25 In relation to Ground 6, whilst the appellant may disagree with the Tribunal's ultimate finding, and the constituent factual findings which combine to make the ultimate finding, that is not sufficient to demonstrate jurisdictional error. Similarly, that the appellant takes issue with the Tribunal's findings does not equate to the Tribunal making its decision without evidence. The Tribunal's findings were open to it on the material before it and, accordingly, there is no error.
26 Ground 7 simply alleges an error on the part of his Honour below constituted by a failure to find an error in the Tribunal's decision. I too am unable to discern any error in the Tribunal's decision.

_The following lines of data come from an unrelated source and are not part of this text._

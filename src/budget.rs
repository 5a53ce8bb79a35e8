//! Fatal-error budget
//!
//! Individual task failures never stop a worker. The budget is the one
//! place where failures add up to a run-level decision: once any
//! configured threshold is crossed the replay is cancelled.

use std::sync::atomic::{AtomicBool, AtomicU64, Ordering};

use serde::{Deserialize, Serialize};

use crate::constants::DEFAULT_ERROR_RATIO_MIN_SAMPLES;

/// Thresholds; every one is optional and unset means unlimited.
#[derive(Debug, Clone, PartialEq, Serialize, Deserialize)]
pub struct ErrorBudgetConfig {
    /// Cancel once this many tasks have failed
    #[serde(default)]
    pub max_total_errors: Option<u64>,

    /// Cancel once this many tasks in a row have failed
    #[serde(default)]
    pub max_consecutive_errors: Option<u64>,

    /// Cancel once failures exceed this fraction of completed tasks
    #[serde(default)]
    pub max_error_ratio: Option<f64>,

    /// Completed tasks required before the ratio is checked
    #[serde(default = "default_min_samples")]
    pub min_samples: u64,
}

fn default_min_samples() -> u64 {
    DEFAULT_ERROR_RATIO_MIN_SAMPLES
}

impl Default for ErrorBudgetConfig {
    fn default() -> Self {
        Self {
            max_total_errors: None,
            max_consecutive_errors: None,
            max_error_ratio: None,
            min_samples: DEFAULT_ERROR_RATIO_MIN_SAMPLES,
        }
    }
}

impl ErrorBudgetConfig {
    pub fn is_unlimited(&self) -> bool {
        self.max_total_errors.is_none()
            && self.max_consecutive_errors.is_none()
            && self.max_error_ratio.is_none()
    }
}

/// Thread-safe failure accounting against an [`ErrorBudgetConfig`].
#[derive(Debug)]
pub struct ErrorBudget {
    config: ErrorBudgetConfig,
    completed: AtomicU64,
    total_errors: AtomicU64,
    consecutive_errors: AtomicU64,
    exhausted: AtomicBool,
}

impl ErrorBudget {
    pub fn new(config: ErrorBudgetConfig) -> Self {
        Self {
            config,
            completed: AtomicU64::new(0),
            total_errors: AtomicU64::new(0),
            consecutive_errors: AtomicU64::new(0),
            exhausted: AtomicBool::new(false),
        }
    }

    pub fn unlimited() -> Self {
        Self::new(ErrorBudgetConfig::default())
    }

    pub fn config(&self) -> &ErrorBudgetConfig {
        &self.config
    }

    /// Record a successful task (resets the consecutive counter)
    pub fn record_success(&self) {
        self.completed.fetch_add(1, Ordering::Relaxed);
        self.consecutive_errors.store(0, Ordering::Relaxed);
    }

    /// Record a failed task. Returns `Some(description)` exactly once: on
    /// the failure that first exhausts the budget.
    pub fn record_failure(&self) -> Option<String> {
        let completed = self.completed.fetch_add(1, Ordering::Relaxed) + 1;
        let total = self.total_errors.fetch_add(1, Ordering::Relaxed) + 1;
        let consecutive = self.consecutive_errors.fetch_add(1, Ordering::Relaxed) + 1;

        let why = self.check(completed, total, consecutive)?;
        if self.exhausted.swap(true, Ordering::AcqRel) {
            return None;
        }
        Some(why)
    }

    pub fn is_exhausted(&self) -> bool {
        self.exhausted.load(Ordering::Acquire)
    }

    /// (total errors, consecutive errors)
    pub fn stats(&self) -> (u64, u64) {
        (
            self.total_errors.load(Ordering::Relaxed),
            self.consecutive_errors.load(Ordering::Relaxed),
        )
    }

    fn check(&self, completed: u64, total: u64, consecutive: u64) -> Option<String> {
        if let Some(max) = self.config.max_total_errors {
            if total >= max {
                return Some(format!("{} errors (max {})", total, max));
            }
        }
        if let Some(max) = self.config.max_consecutive_errors {
            if consecutive >= max {
                return Some(format!("{} consecutive errors (max {})", consecutive, max));
            }
        }
        if let Some(max_ratio) = self.config.max_error_ratio {
            if completed >= self.config.min_samples.max(1) {
                let ratio = total as f64 / completed as f64;
                if ratio > max_ratio {
                    return Some(format!(
                        "error ratio {:.3} over {} tasks (max {:.3})",
                        ratio, completed, max_ratio
                    ));
                }
            }
        }
        None
    }
}

#[cfg(test)]
mod tests {
    use super::*;

    #[test]
    fn test_unlimited_never_trips() {
        let b = ErrorBudget::unlimited();
        for _ in 0..10_000 {
            assert!(b.record_failure().is_none());
        }
        assert_eq!(b.stats().0, 10_000);
        assert!(!b.is_exhausted());
    }

    #[test]
    fn test_total_threshold_trips_once() {
        let b = ErrorBudget::new(ErrorBudgetConfig {
            max_total_errors: Some(3),
            ..Default::default()
        });
        assert!(b.record_failure().is_none());
        b.record_success();
        assert!(b.record_failure().is_none());
        assert!(b.record_failure().is_some());
        assert!(b.record_failure().is_none());
        assert!(b.is_exhausted());
    }

    #[test]
    fn test_consecutive_reset_by_success() {
        let b = ErrorBudget::new(ErrorBudgetConfig {
            max_consecutive_errors: Some(2),
            ..Default::default()
        });
        assert!(b.record_failure().is_none());
        b.record_success();
        assert!(b.record_failure().is_none());
        assert_eq!(b.stats(), (2, 1));
        assert!(b.record_failure().is_some());
    }

    #[test]
    fn test_ratio_waits_for_samples() {
        let b = ErrorBudget::new(ErrorBudgetConfig {
            max_error_ratio: Some(0.5),
            min_samples: 4,
            ..Default::default()
        });
        assert!(b.record_failure().is_none());
        assert!(b.record_failure().is_none());
        b.record_success();
        // 3/4 > 0.5
        assert!(b.record_failure().is_some());
    }
}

27 In written submissions filed by the appellant for the purpose of the hearing, the appellant said:
'The Tribunal sent a letter to the applicant on 12 July 2005 and the applicant did not understand the contents of the letter particularly the first two lines made him confused what it mean such as, "The Tribunal has information that would, subject to any comments you make, be the reason or part of the reason for deciding that you are not entitled to a protection visa" the applicant did not answer the letter and the Tribunal did not make it clear why he has received this letter, the Tribunal should make it clear what the applicant should have to do it, s424A(b) of the Migration Act (the Act) said that the applicant should understands the letter did not understand (RRT decision page- 10) and the Federal Magistrate did not consider that the Tribunal have an obligation that the applicant must understand the reason to receive the letter.'
28 In oral submissions, the appellant said he never received the letter of 12 July 2005. When asked a number of questions going to the veracity of that statement in the face of his written submissions, the appellant maintained that he did not receive the letter of 12 July 2005. In those circumstances, I do not propose to address this aspect of his written submissions. The other aspects are covered in the appellant's grounds of appeal and for the reasons given above, cannot be sustained.
29 The appeal must be dismissed with costs.
I certify that the preceding twenty-nine (29) numbered paragraphs are a true copy of the Reasons for Judgment herein of the Honourable Justice Edmonds.